Perhaps seperating out the hype of the author of the article from the work the researchers had done might be more productive. The use of the descriptions of "evolution" and the story presentation to produce something readable and understandable to lay folks, while furthering a supposition of the evolutionary model is the "journalists" take. But if you look at the possibilities that the researchers Wolff and Nordin are working on, disregarding their choice of terminology, it could be a pretty good experiment. Perhaps others have done this research before in other forms amd with other hardware, but have they bothered to write about it, where others could learn of their results without having to reinvent the wheel? I know, part of the fun of building robots is learning how different objects work together.

I read an article a year or so ago in EE Times about a researcher who wrote a program to randomly program an FPGA, with the intent of evolving an oscillator.

As I remember it, after several (thousand?) iterations, it did indeed produce an oscillator. However, on inspection of the FPGA's cells, it was an oscillator of bizarre construction, and a different FPGA wouldn't necessarily oscillate from the same firmware, since the evolved circuit relied on parameters that would vary between FPGAs.

I think Attila and Ghengis used a similar method to learn to walk (this was discussed in an issue of Scientific American magazine).
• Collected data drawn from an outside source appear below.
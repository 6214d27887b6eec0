//! Shared data model for the usbfleet port inventory pipeline
//!
//! Defines the port records produced by endpoint agents, the versioned wire
//! report they submit, the inventory tables the collector serves, and the
//! deterministic identifier scheme both sides rely on for idempotent upserts.

pub mod api;
pub mod ids;
pub mod inventory;
pub mod port;
pub mod report;

pub use api::{ApiErrorBody, ApiResponse};
pub use ids::{machine_id_from_fingerprint, port_display_id};
pub use inventory::{InventoryRow, InventoryTable, INVENTORY_HEADERS};
pub use port::{chain_sort_key, PortRecord, PortStatus, EMPTY_PORT_LABEL};
pub use report::{
    validate_org_id, validate_report, PortReport, ReportAck, ReportRejection, REPORT_WIRE_VERSION,
};
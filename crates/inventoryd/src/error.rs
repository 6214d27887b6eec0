//! Error types for inventoryd

use thiserror::Error;
use usbfleet_types::ReportRejection;

/// Central store and collector errors
#[derive(Error, Debug)]
pub enum StoreError {
    /// Lock wait exceeded its bound; callers may retry
    #[error("Store busy: {0}")]
    Busy(String),

    /// One report carried conflicting data for the same port triple.
    /// Upsert-by-key makes this impossible unless identity derivation
    /// diverged somewhere upstream.
    #[error("Merge conflict for machine {machine_id} port {port_path}")]
    MergeConflict {
        machine_id: String,
        port_path: String,
    },

    /// Report failed envelope validation
    #[error("Invalid report: {0}")]
    InvalidReport(ReportRejection),

    /// Persisted partition could not be written or read back
    #[error("Persistence error: {0}")]
    Persistence(String),

    /// Configuration error
    #[error("Configuration error: {0}")]
    Configuration(String),

    /// IO error
    #[error("IO error: {0}")]
    Io(#[from] std::io::Error),
}

impl StoreError {
    /// True for conditions a client should simply retry.
    pub fn is_retryable(&self) -> bool {
        matches!(self, StoreError::Busy(_))
    }
}

/// Result type for inventoryd operations
pub type Result<T> = std::result::Result<T, StoreError>;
We did a story on the FPGA back in 2001. The link to the news article has long since gone dead but the link to the Adrian Thompson's home page is still good and he has quite a few papers on the subject of artificial evolution of electronic circuits and robotics. Also there's a very brief summary of the FPGA project here. The cool thing about the FPGA project is that it evolved a circuit layout that was extra weird - it not only worked but initially no could figure out why it worked. There were groups of cells in the FPGA that were completely unconnected to the main circuit but if they were removed the system stopped working. If I remember correctly, it was eventually determined that the evolved design was using the RF interference created by the operation of the isolated group of cells to influence the timing of the main circuit. The main circuit included a group of cells that were connected in a way which made them very sensitive to RF interference. The whole RF interaction was the part that probably wouldn't work if you moved the design to a different FPGA chip.
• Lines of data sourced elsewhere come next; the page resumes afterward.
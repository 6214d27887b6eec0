//! Configuration file support for usbwatchd
//!
//! Loads and validates watcher configuration from TOML files.
//! Default location: /etc/usbfleet/usbwatchd.conf

use crate::error::{Result, WatchError};
use serde::{Deserialize, Serialize};
use std::fs;
use std::path::{Path, PathBuf};
use std::time::Duration;

/// Collector endpoint configuration
#[derive(Debug, Clone, Serialize, Deserialize)]
pub struct CollectorConfig {
    /// Collector base URL for report submission
    #[serde(default = "default_server_url")]
    pub server_url: String,

    /// Development collector URL selected by --local
    #[serde(default = "default_local_url")]
    pub local_url: String,

    /// Per-attempt request timeout in seconds
    #[serde(default = "default_request_timeout")]
    pub request_timeout_secs: u64,

    /// Maximum delivery attempts per report
    #[serde(default = "default_max_attempts")]
    pub max_attempts: u32,

    /// Initial retry backoff in milliseconds (doubles per attempt)
    #[serde(default = "default_backoff_ms")]
    pub retry_backoff_ms: u64,
}

/// Watcher behaviour configuration
#[derive(Debug, Clone, Serialize, Deserialize)]
pub struct WatcherConfig {
    /// Debounce window collapsing event bursts, in milliseconds
    #[serde(default = "default_debounce_ms")]
    pub debounce_ms: u64,

    /// Heartbeat refresh interval for the process lock, in seconds
    #[serde(default = "default_heartbeat_interval")]
    pub heartbeat_interval_secs: u64,

    /// Heartbeat age above which a lock counts as stale, in seconds
    #[serde(default = "default_stale_threshold")]
    pub stale_threshold_secs: u64,

    /// Resubscription attempts after losing the event channel
    #[serde(default = "default_resubscribe_attempts")]
    pub resubscribe_attempts: u32,

    /// Backoff between resubscription attempts, in milliseconds
    #[serde(default = "default_resubscribe_backoff_ms")]
    pub resubscribe_backoff_ms: u64,

    /// Periodic resync interval in seconds (0 disables)
    #[serde(default = "default_resync_interval")]
    pub resync_interval_secs: u64,
}

/// Enumeration primitive configuration
#[derive(Debug, Clone, Serialize, Deserialize)]
pub struct ScanConfig {
    /// Command producing the port-tree snapshot on stdout
    #[serde(default = "default_scan_command")]
    pub command: String,

    /// Bound on enumeration runtime, in seconds
    #[serde(default = "default_scan_timeout")]
    pub timeout_secs: u64,
}

/// Complete usbwatchd configuration
#[derive(Debug, Clone, Serialize, Deserialize)]
pub struct WatchdConfig {
    /// Organization this endpoint reports under (installed per-org)
    #[serde(default)]
    pub org_id: String,

    /// Agent state directory (machine id cache, lock file)
    #[serde(default = "default_data_dir")]
    pub data_dir: PathBuf,

    /// Collector endpoint
    #[serde(default)]
    pub collector: CollectorConfig,

    /// Watcher behaviour
    #[serde(default)]
    pub watcher: WatcherConfig,

    /// Enumeration primitive
    #[serde(default)]
    pub scan: ScanConfig,
}

// Default functions
fn default_server_url() -> String {
    "https://collector.usbfleet.internal".to_string()
}

fn default_local_url() -> String {
    "http://localhost:5000".to_string()
}

fn default_request_timeout() -> u64 {
    10
}

fn default_max_attempts() -> u32 {
    5
}

fn default_backoff_ms() -> u64 {
    500
}

fn default_debounce_ms() -> u64 {
    2000
}

fn default_heartbeat_interval() -> u64 {
    5
}

fn default_stale_threshold() -> u64 {
    30
}

fn default_resubscribe_attempts() -> u32 {
    5
}

fn default_resubscribe_backoff_ms() -> u64 {
    1000
}

fn default_resync_interval() -> u64 {
    900
}

fn default_data_dir() -> PathBuf {
    PathBuf::from("/var/lib/usbfleet")
}

fn default_scan_command() -> String {
    "usbtree --report".to_string()
}

fn default_scan_timeout() -> u64 {
    10
}

impl Default for CollectorConfig {
    fn default() -> Self {
        Self {
            server_url: default_server_url(),
            local_url: default_local_url(),
            request_timeout_secs: default_request_timeout(),
            max_attempts: default_max_attempts(),
            retry_backoff_ms: default_backoff_ms(),
        }
    }
}

impl Default for WatcherConfig {
    fn default() -> Self {
        Self {
            debounce_ms: default_debounce_ms(),
            heartbeat_interval_secs: default_heartbeat_interval(),
            stale_threshold_secs: default_stale_threshold(),
            resubscribe_attempts: default_resubscribe_attempts(),
            resubscribe_backoff_ms: default_resubscribe_backoff_ms(),
            resync_interval_secs: default_resync_interval(),
        }
    }
}

impl Default for ScanConfig {
    fn default() -> Self {
        Self {
            command: default_scan_command(),
            timeout_secs: default_scan_timeout(),
        }
    }
}

impl Default for WatchdConfig {
    fn default() -> Self {
        Self {
            org_id: String::new(),
            data_dir: default_data_dir(),
            collector: CollectorConfig::default(),
            watcher: WatcherConfig::default(),
            scan: ScanConfig::default(),
        }
    }
}

impl WatchdConfig {
    /// Load configuration from file, falling back to defaults if file not found
    pub fn load_or_default(path: impl AsRef<Path>) -> Result<Self> {
        let path = path.as_ref();

        match fs::read_to_string(path) {
            Ok(content) => {
                let config = toml::from_str(&content).map_err(|e| {
                    WatchError::Configuration(format!(
                        "Failed to parse config file {}: {}",
                        path.display(),
                        e
                    ))
                })?;
                Ok(config)
            }
            Err(e) if e.kind() == std::io::ErrorKind::NotFound => {
                tracing::info!(path = %path.display(), "Config file not found, using defaults");
                Ok(Self::default())
            }
            Err(e) => Err(WatchError::Io(e)),
        }
    }

    /// Load from default location or defaults
    pub fn load() -> Result<Self> {
        Self::load_or_default("/etc/usbfleet/usbwatchd.conf")
    }

    /// Path of the process lock file
    pub fn lock_path(&self) -> PathBuf {
        self.data_dir.join("usbwatchd.lock")
    }

    /// Path of the cached machine id file
    pub fn machine_id_path(&self) -> PathBuf {
        self.data_dir.join("machine_id")
    }

    /// Get debounce window as Duration
    pub fn debounce(&self) -> Duration {
        Duration::from_millis(self.watcher.debounce_ms)
    }

    /// Get heartbeat interval as Duration
    pub fn heartbeat_interval(&self) -> Duration {
        Duration::from_secs(self.watcher.heartbeat_interval_secs)
    }

    /// Get lock staleness threshold as Duration
    pub fn stale_threshold(&self) -> Duration {
        Duration::from_secs(self.watcher.stale_threshold_secs)
    }

    /// Get periodic resync interval, None when disabled
    pub fn resync_interval(&self) -> Option<Duration> {
        match self.watcher.resync_interval_secs {
            0 => None,
            secs => Some(Duration::from_secs(secs)),
        }
    }

    /// Get per-attempt request timeout as Duration
    pub fn request_timeout(&self) -> Duration {
        Duration::from_secs(self.collector.request_timeout_secs)
    }

    /// Get enumeration timeout as Duration
    pub fn scan_timeout(&self) -> Duration {
        Duration::from_secs(self.scan.timeout_secs)
    }

    /// Validate configuration
    pub fn validate(&self) -> Result<()> {
        if self.org_id.is_empty() {
            return Err(WatchError::Configuration(
                "org_id must be set (installed per organization)".to_string(),
            ));
        }

        if !usbfleet_types::validate_org_id(&self.org_id) {
            return Err(WatchError::Configuration(format!(
                "org_id {:?} carries invalid characters",
                self.org_id
            )));
        }

        if self.collector.max_attempts == 0 {
            return Err(WatchError::Configuration(
                "max_attempts must be > 0".to_string(),
            ));
        }

        if self.watcher.stale_threshold_secs <= self.watcher.heartbeat_interval_secs {
            return Err(WatchError::Configuration(
                "stale_threshold_secs must exceed heartbeat_interval_secs".to_string(),
            ));
        }

        if self.scan.command.trim().is_empty() {
            return Err(WatchError::Configuration(
                "scan command must not be empty".to_string(),
            ));
        }

        Ok(())
    }
}

#[cfg(test)]
mod tests {
    use super::*;

    fn valid_config() -> WatchdConfig {
        WatchdConfig {
            org_id: "org-1".to_string(),
            ..Default::default()
        }
    }

    #[test]
    fn test_default_config() {
        let config = WatchdConfig::default();
        assert_eq!(config.collector.max_attempts, 5);
        assert_eq!(config.watcher.debounce_ms, 2000);
        assert_eq!(config.scan.timeout_secs, 10);
    }

    #[test]
    fn test_validate_requires_org_id() {
        let config = WatchdConfig::default();
        assert!(config.validate().is_err());
        assert!(valid_config().validate().is_ok());
    }

    #[test]
    fn test_validate_rejects_bad_org_id() {
        let mut config = valid_config();
        config.org_id = "../org".to_string();
        assert!(config.validate().is_err());
    }

    #[test]
    fn test_validate_heartbeat_vs_staleness() {
        let mut config = valid_config();
        config.watcher.stale_threshold_secs = config.watcher.heartbeat_interval_secs;
        assert!(config.validate().is_err());
    }

    #[test]
    fn test_validate_zero_attempts() {
        let mut config = valid_config();
        config.collector.max_attempts = 0;
        assert!(config.validate().is_err());
    }

    #[test]
    fn test_duration_accessors() {
        let config = valid_config();
        assert_eq!(config.debounce(), Duration::from_millis(2000));
        assert_eq!(config.heartbeat_interval(), Duration::from_secs(5));
        assert_eq!(config.stale_threshold(), Duration::from_secs(30));
        assert_eq!(config.resync_interval(), Some(Duration::from_secs(900)));
    }

    #[test]
    fn test_resync_disabled_by_zero() {
        let mut config = valid_config();
        config.watcher.resync_interval_secs = 0;
        assert_eq!(config.resync_interval(), None);
    }

    #[test]
    fn test_lock_and_id_paths_under_data_dir() {
        let mut config = valid_config();
        config.data_dir = PathBuf::from("/tmp/fleet");
        assert_eq!(config.lock_path(), PathBuf::from("/tmp/fleet/usbwatchd.lock"));
        assert_eq!(config.machine_id_path(), PathBuf::from("/tmp/fleet/machine_id"));
    }

    #[test]
    fn test_toml_deserialization_partial() {
        let toml_str = r#"
org_id = "org-7"

[collector]
server_url = "https://collector.example.org"
max_attempts = 3

[watcher]
debounce_ms = 500
"#;
        let config: WatchdConfig = toml::from_str(toml_str).unwrap();
        assert_eq!(config.org_id, "org-7");
        assert_eq!(config.collector.server_url, "https://collector.example.org");
        assert_eq!(config.collector.max_attempts, 3);
        assert_eq!(config.watcher.debounce_ms, 500);
        // Unspecified values should use defaults
        assert_eq!(config.watcher.heartbeat_interval_secs, 5);
        assert_eq!(config.scan.timeout_secs, 10);
    }

    #[test]
    fn test_load_nonexistent_file_defaults() {
        let config = WatchdConfig::load_or_default("/nonexistent/usbwatchd.conf").unwrap();
        assert_eq!(config.collector.max_attempts, 5);
    }
}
There are many similar stories of evolutionary techniques in software design, where the resulting software succeeds at accomplishing a task, but the researchers are initially unsure how because the methods being used are unusual or new. There is the now famous example of Thomas Ray's artificial life experiment. The genetic algorithms he was using to create the "genome" of his software-based lifeforms stumbled onto the code optimization technique called "unrolling the loop" which, while well-known in some computer science circles was unknown to Ray at the time. One of the interesting things about most genetic algorithm projects is how often the evolved designs are completely unexpected by the researchers doing the projects.

I think one of the things that confuses people with genetic algorithms (or evolution in general) is the use of randomness as an input to a fitness function. Some people seem to have an emotional reaction to "randomness" and never see the part about "fitness" (I guess this is where the analogies to tornadoes in junkyards come from?). I saw a great genetic algorithm tutorial once that ran two simultaneous examples of evolution - one with random input and a fitness function to pick survivors and one with just random input. The goal was to spell out a particular sentence. The random input was a string of randomly selected characters. The simulation with the fitness function reached the goal in a fairly small number of iterations (hundreds or thousands) whereas the one that just relied on randomness never did even after running for millions or billions of iterations - because the odds against it were so astronomical.